A research group at Sun Yat-Sen University, Guangzhou led by Dr. Junjiu Huang have attempted to cure a fatal blood disorder caused by removing a gene known as β-thalassemia responsible for this disorder. This is done by using a gene-editing technique called CRISPR/Cas9, which can recognize specific region in a DNA and cut and replace it with some other residues which do not code for any disorder. The researchers have modified this gene in a non-viable embryo but they observed some serious obstacles during the application of this method in human embryos.

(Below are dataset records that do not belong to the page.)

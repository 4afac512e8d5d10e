use leptos::prelude::*;

/// Big-number card with a caption, like the flow totals above the diagram.
#[component]
pub fn Metric(label: &'static str, #[prop(into)] value: Signal<String>) -> impl IntoView {
	view! {
		<div class="metric">
			<span class="metric-label">{label}</span>
			<span class="metric-value">{move || value.get()}</span>
		</div>
	}
}

/// `1234567` -> `1,234,567`.
pub fn format_thousands(value: u64) -> String {
	let digits = value.to_string();
	let mut out = String::with_capacity(digits.len() + digits.len() / 3);
	for (i, ch) in digits.chars().enumerate() {
		if i > 0 && (digits.len() - i) % 3 == 0 {
			out.push(',');
		}
		out.push(ch);
	}
	out
}

/// Thousands-separated with an explicit sign; zero gets `+`.
pub fn format_signed(value: i64) -> String {
	let sign = if value < 0 { '-' } else { '+' };
	format!("{sign}{}", format_thousands(value.unsigned_abs()))
}

#[cfg(test)]
mod tests {
	use super::*;

	#[test]
	fn groups_digits() {
		assert_eq!(format_thousands(0), "0");
		assert_eq!(format_thousands(999), "999");
		assert_eq!(format_thousands(1500), "1,500");
		assert_eq!(format_thousands(1234567), "1,234,567");
	}

	#[test]
	fn signs_net_flow() {
		assert_eq!(format_signed(200), "+200");
		assert_eq!(format_signed(0), "+0");
		assert_eq!(format_signed(-12500), "-12,500");
	}
}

The team applied this technique to 86 embryos and then waited for 48 hours to act. Out of 86 embryos, 71 survived, out of which 54 were genetically tested. According to their results, only 28 embryos were successfully spliced and only a fraction of them contained the replaced genetic material [10,11]. At this point, the team stopped experimenting quoting

“If you want to do it in normal embryos, you need to be close to 100%. That’s why we stopped. We still think it’s too immature.” says Dr. Huang [10].

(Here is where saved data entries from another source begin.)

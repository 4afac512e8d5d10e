//! Node/link structure for the Sankey diagram of one selected area.

use std::collections::{HashMap, HashSet};

use log::debug;

use super::aggregate::{FlowEntry, FlowSummary};

/// Other areas kept in the diagram unless told otherwise.
pub const DEFAULT_MAX_OTHERS: usize = 10;

/// Which way trips travel relative to the selected area.
#[derive(Clone, Copy, Debug, PartialEq, Eq)]
pub enum Direction {
	/// Leaving the selected area.
	Outbound,
	/// Arriving at the selected area.
	Inbound,
}

/// How other areas compete for a place when the diagram is capped.
#[derive(Clone, Copy, Debug, Default, PartialEq, Eq)]
pub enum NodeRanking {
	/// Largest single edge, outbound or inbound.
	#[default]
	PeakEdge,
	/// Outbound plus inbound trips.
	TotalFlow,
}

/// A weighted edge between two node indices.
#[derive(Clone, Copy, Debug, PartialEq, Eq)]
pub struct SankeyLink {
	/// Index of the origin node.
	pub source: usize,
	/// Index of the destination node.
	pub target: usize,
	/// Trips.
	pub value: u32,
	/// Outbound links start at node 0, inbound links end there.
	pub direction: Direction,
}

/// The selected area at index 0 followed by at most `max_others` other areas.
#[derive(Clone, Debug, Default, PartialEq, Eq)]
pub struct SankeyGraph {
	nodes: Vec<String>,
	index: HashMap<String, usize>,
	links: Vec<SankeyLink>,
	hidden: usize,
}

impl SankeyGraph {
	/// Build with the default [`NodeRanking::PeakEdge`] cap.
	pub fn build(summary: &FlowSummary, areas: &[String], max_others: usize) -> Self {
		Self::build_ranked(summary, areas, max_others, NodeRanking::PeakEdge)
	}

	/// Build, keeping at most `max_others` other areas chosen by `ranking`.
	pub fn build_ranked(
		summary: &FlowSummary,
		areas: &[String],
		max_others: usize,
		ranking: NodeRanking,
	) -> Self {
		let selected = summary.selected.as_str();
		let mut others: Vec<&String> = areas.iter().filter(|a| *a != selected).collect();
		let candidates = others.len();

		if others.len() > max_others {
			let chosen = match ranking {
				NodeRanking::PeakEdge => by_peak_edge(summary, max_others),
				NodeRanking::TotalFlow => by_total_flow(summary, max_others),
			};
			others.retain(|a| chosen.contains(a.as_str()));
			others.truncate(max_others);
		}

		let mut nodes = Vec::with_capacity(others.len() + 1);
		nodes.push(selected.to_string());
		nodes.extend(others.into_iter().cloned());
		let index: HashMap<String, usize> = nodes
			.iter()
			.enumerate()
			.map(|(idx, name)| (name.clone(), idx))
			.collect();

		let mut links = Vec::new();
		for entry in &summary.outbound {
			if let Some(&target) = index.get(&entry.area) {
				links.push(SankeyLink {
					source: 0,
					target,
					value: entry.trips,
					direction: Direction::Outbound,
				});
			}
		}
		for entry in &summary.inbound {
			if let Some(&source) = index.get(&entry.area) {
				links.push(SankeyLink {
					source,
					target: 0,
					value: entry.trips,
					direction: Direction::Inbound,
				});
			}
		}

		let hidden = candidates - (nodes.len() - 1);
		debug!(
			"sankey for {selected}: {} nodes, {} links, {hidden} hidden",
			nodes.len(),
			links.len()
		);
		Self {
			nodes,
			index,
			links,
			hidden,
		}
	}

	/// Node labels; the selected area comes first.
	pub fn nodes(&self) -> &[String] {
		&self.nodes
	}

	/// Outbound links first, then inbound, each in catalog order.
	pub fn links(&self) -> &[SankeyLink] {
		&self.links
	}

	/// Name of the selected area; empty for a default graph.
	pub fn selected(&self) -> &str {
		self.nodes.first().map(String::as_str).unwrap_or_default()
	}

	/// Node index of `name`.
	pub fn index_of(&self, name: &str) -> Option<usize> {
		self.index.get(name).copied()
	}

	/// No links means there is nothing to draw.
	pub fn is_empty(&self) -> bool {
		self.links.is_empty()
	}

	/// Whether the cap left any area out.
	pub fn truncated(&self) -> bool {
		self.hidden > 0
	}

	/// Other areas left out by the cap.
	pub fn hidden_count(&self) -> usize {
		self.hidden
	}
}

/// Walk all edges by descending weight and keep distinct areas until `k` are
/// found. The sort is stable, so equal weights keep outbound-then-inbound order.
fn by_peak_edge(summary: &FlowSummary, k: usize) -> HashSet<&str> {
	let mut edges: Vec<&FlowEntry> = summary.outbound.iter().chain(&summary.inbound).collect();
	edges.sort_by(|a, b| b.trips.cmp(&a.trips));
	let mut chosen = HashSet::with_capacity(k);
	for edge in edges {
		if chosen.len() == k {
			break;
		}
		chosen.insert(edge.area.as_str());
	}
	chosen
}

fn by_total_flow(summary: &FlowSummary, k: usize) -> HashSet<&str> {
	let mut totals: Vec<(&str, u64)> = Vec::new();
	for edge in summary.outbound.iter().chain(&summary.inbound) {
		match totals.iter_mut().find(|(area, _)| *area == edge.area) {
			Some((_, total)) => *total += edge.trips as u64,
			None => totals.push((edge.area.as_str(), edge.trips as u64)),
		}
	}
	totals.sort_by(|a, b| b.1.cmp(&a.1));
	totals.into_iter().take(k).map(|(area, _)| area).collect()
}

#[cfg(test)]
mod tests {
	use rand::SeedableRng;
	use rand_chacha::ChaCha8Rng;

	use super::*;
	use crate::flows::generator::FlowMatrix;

	fn names(list: &[&str]) -> Vec<String> {
		list.iter().map(|s| s.to_string()).collect()
	}

	fn peak(summary: &FlowSummary, area: &str) -> u32 {
		summary
			.outbound
			.iter()
			.chain(&summary.inbound)
			.filter(|e| e.area == area)
			.map(|e| e.trips)
			.max()
			.unwrap_or(0)
	}

	#[test]
	fn scenario_keeps_every_area() {
		let areas = names(&["A", "B", "C"]);
		let matrix = FlowMatrix::from_edges(
			&areas,
			[
				("A", "B", 1000),
				("A", "C", 500),
				("B", "A", 800),
				("B", "C", 600),
				("C", "A", 900),
				("C", "B", 400),
			],
		);
		let summary = FlowSummary::for_area(&matrix, "A");
		let graph = SankeyGraph::build(&summary, &areas, DEFAULT_MAX_OTHERS);

		assert_eq!(graph.nodes(), ["A", "B", "C"]);
		assert_eq!(graph.selected(), "A");
		assert!(!graph.truncated());
		let links: Vec<(usize, usize, u32, Direction)> = graph
			.links()
			.iter()
			.map(|l| (l.source, l.target, l.value, l.direction))
			.collect();
		assert_eq!(
			links,
			[
				(0, 1, 1000, Direction::Outbound),
				(0, 2, 500, Direction::Outbound),
				(1, 0, 800, Direction::Inbound),
				(2, 0, 900, Direction::Inbound),
			]
		);
	}

	#[test]
	fn caps_to_exactly_k_by_peak_edge() {
		let mut rng = ChaCha8Rng::seed_from_u64(99);
		let areas: Vec<String> = (0..16).map(|i| format!("area {i:02}")).collect();
		let matrix = FlowMatrix::generate(&areas, &mut rng);
		for selected in &areas {
			let summary = FlowSummary::for_area(&matrix, selected);
			let graph = SankeyGraph::build(&summary, &areas, 10);

			assert_eq!(graph.nodes()[0], *selected);
			assert_eq!(graph.nodes().len(), 11);
			assert_eq!(graph.hidden_count(), 5);

			let kept: Vec<&String> = graph.nodes()[1..].iter().collect();
			let kept_order: Vec<usize> = kept
				.iter()
				.map(|k| areas.iter().position(|a| a == *k).unwrap())
				.collect();
			assert!(kept_order.windows(2).all(|w| w[0] < w[1]), "catalog order");

			let weakest_kept = kept.iter().map(|k| peak(&summary, k)).min().unwrap();
			for excluded in areas.iter().filter(|a| *a != selected && !kept.contains(a)) {
				assert!(peak(&summary, excluded) <= weakest_kept);
			}

			let count = |direction: Direction| {
				graph
					.links()
					.iter()
					.filter(|l| l.direction == direction)
					.count()
			};
			assert_eq!((count(Direction::Outbound), count(Direction::Inbound)), (10, 10));
		}
	}

	#[test]
	fn equal_peaks_favour_first_occurrence() {
		let areas = names(&["S", "P", "Q", "R"]);
		let matrix = FlowMatrix::from_edges(
			&areas,
			[("S", "P", 500), ("S", "Q", 500), ("S", "R", 500)],
		);
		let summary = FlowSummary::for_area(&matrix, "S");
		let graph = SankeyGraph::build(&summary, &areas, 2);
		assert_eq!(graph.nodes(), ["S", "P", "Q"]);
		assert_eq!(graph.index_of("R"), None);
		assert!(graph.truncated());
	}

	#[test]
	fn total_flow_ranking_sums_both_directions() {
		let areas = names(&["S", "P", "Q", "R"]);
		let matrix = FlowMatrix::from_edges(
			&areas,
			[
				("S", "P", 900),
				("S", "Q", 600),
				("Q", "S", 600),
				("S", "R", 650),
				("R", "S", 300),
			],
		);
		let summary = FlowSummary::for_area(&matrix, "S");

		let peak = SankeyGraph::build(&summary, &areas, 2);
		assert_eq!(peak.nodes(), ["S", "P", "R"]);

		let total = SankeyGraph::build_ranked(&summary, &areas, 2, NodeRanking::TotalFlow);
		assert_eq!(total.nodes(), ["S", "Q", "R"]);
	}

	#[test]
	fn single_area_is_an_empty_graph() {
		let areas = names(&["Solo"]);
		let matrix = FlowMatrix::from_edges(&areas, std::iter::empty());
		let summary = FlowSummary::for_area(&matrix, "Solo");
		let graph = SankeyGraph::build(&summary, &areas, DEFAULT_MAX_OTHERS);
		assert_eq!(graph.nodes(), ["Solo"]);
		assert!(graph.is_empty());
		assert!(!graph.truncated());
	}
}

There are several ethical concerns regarding gene editing in the human genome. Modifying the DNA of viable embryos may lead to unpredictable results in the future generation. Most of the researchers think that this technique is not ready to be used for tweaking human embryos. Some concerned scientists have published an article addressing the consequences of editing human germ line using current technologies [12]. A stem-cell biologist George Daley at Harvard Medical School in Boston, Massachusetts, says

“I believe this is the first report of CRISPR/Cas9 applied to human pre-implantation embryos and as such the study is a landmark, as well as a cautionary tale. Their study should be a stern warning to any practitioner who thinks the technology is ready for testing to eradicate disease genes.” [10]

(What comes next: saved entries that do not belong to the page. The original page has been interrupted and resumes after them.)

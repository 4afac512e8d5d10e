use web_sys::CanvasRenderingContext2d;

use super::state::MapState;

fn ease_out_cubic(t: f64) -> f64 {
	1.0 - (1.0 - t).powi(3)
}

pub fn render(state: &MapState, ctx: &CanvasRenderingContext2d) {
	ctx.set_fill_style_str("#f4f6fa");
	ctx.fill_rect(0.0, 0.0, state.width, state.height);

	let t = ease_out_cubic(state.highlight_t);
	let catalog = &state.dashboard.catalog;

	// selected area last so its outline sits on top
	let order = catalog
		.areas()
		.iter()
		.filter(|a| a.name != state.selected)
		.chain(catalog.get(&state.selected));
	for area in order {
		let is_selected = area.name == state.selected;
		let is_hovered = state.hovered.as_deref() == Some(area.name.as_str());

		let (fill, stroke, width) = if is_selected {
			(
				format!("rgba(255, 0, 0, {})", 0.15 + 0.25 * t),
				"red".to_string(),
				1.0 + 2.0 * t,
			)
		} else if is_hovered {
			(
				"rgba(100, 149, 237, 0.35)".to_string(),
				"blue".to_string(),
				1.5,
			)
		} else {
			(
				"rgba(100, 149, 237, 0.2)".to_string(),
				"blue".to_string(),
				1.0,
			)
		};

		for polygon in area.boundary.iter() {
			let mut coords = polygon.exterior().coords();
			let Some(first) = coords.next() else {
				continue;
			};
			ctx.begin_path();
			let (x, y) = state.to_screen(first.x, first.y);
			ctx.move_to(x, y);
			for c in coords {
				let (x, y) = state.to_screen(c.x, c.y);
				ctx.line_to(x, y);
			}
			ctx.close_path();
			ctx.set_fill_style_str(&fill);
			ctx.fill();
			ctx.set_stroke_style_str(&stroke);
			ctx.set_line_width(width);
			ctx.stroke();
		}
	}

	draw_labels(state, ctx);
}

fn draw_labels(state: &MapState, ctx: &CanvasRenderingContext2d) {
	let k = state.transform.k;
	ctx.set_text_align("center");
	ctx.set_font("11px sans-serif");
	for (area, anchor) in state.dashboard.catalog.areas().iter().zip(&state.labels) {
		let Some((x, y)) = anchor else {
			continue;
		};
		let (sx, sy) = (state.transform.x + x * k, state.transform.y + y * k);
		let color = if area.name == state.selected {
			"#7a0000"
		} else {
			"#1d2b4f"
		};
		ctx.set_fill_style_str(color);
		let _ = ctx.fill_text(&area.name, sx, sy + 4.0);
	}
	ctx.set_text_align("start");

	if let Some(name) = &state.hovered {
		ctx.set_font("bold 13px sans-serif");
		ctx.set_fill_style_str("rgba(255, 255, 255, 0.9)");
		ctx.fill_rect(8.0, 8.0, 14.0 + 7.5 * name.chars().count() as f64, 24.0);
		ctx.set_fill_style_str("#1d2b4f");
		let _ = ctx.fill_text(name, 15.0, 25.0);
	}
}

Due to ethical concerns, this paper was not published by Nature and Science journal, says Dr. Huang [10,13]. The major concern which is most feared by some researchers is that once this technique is employed to tweak human embryos, it will be applied later to create humans with desired traits. This could be a huge step.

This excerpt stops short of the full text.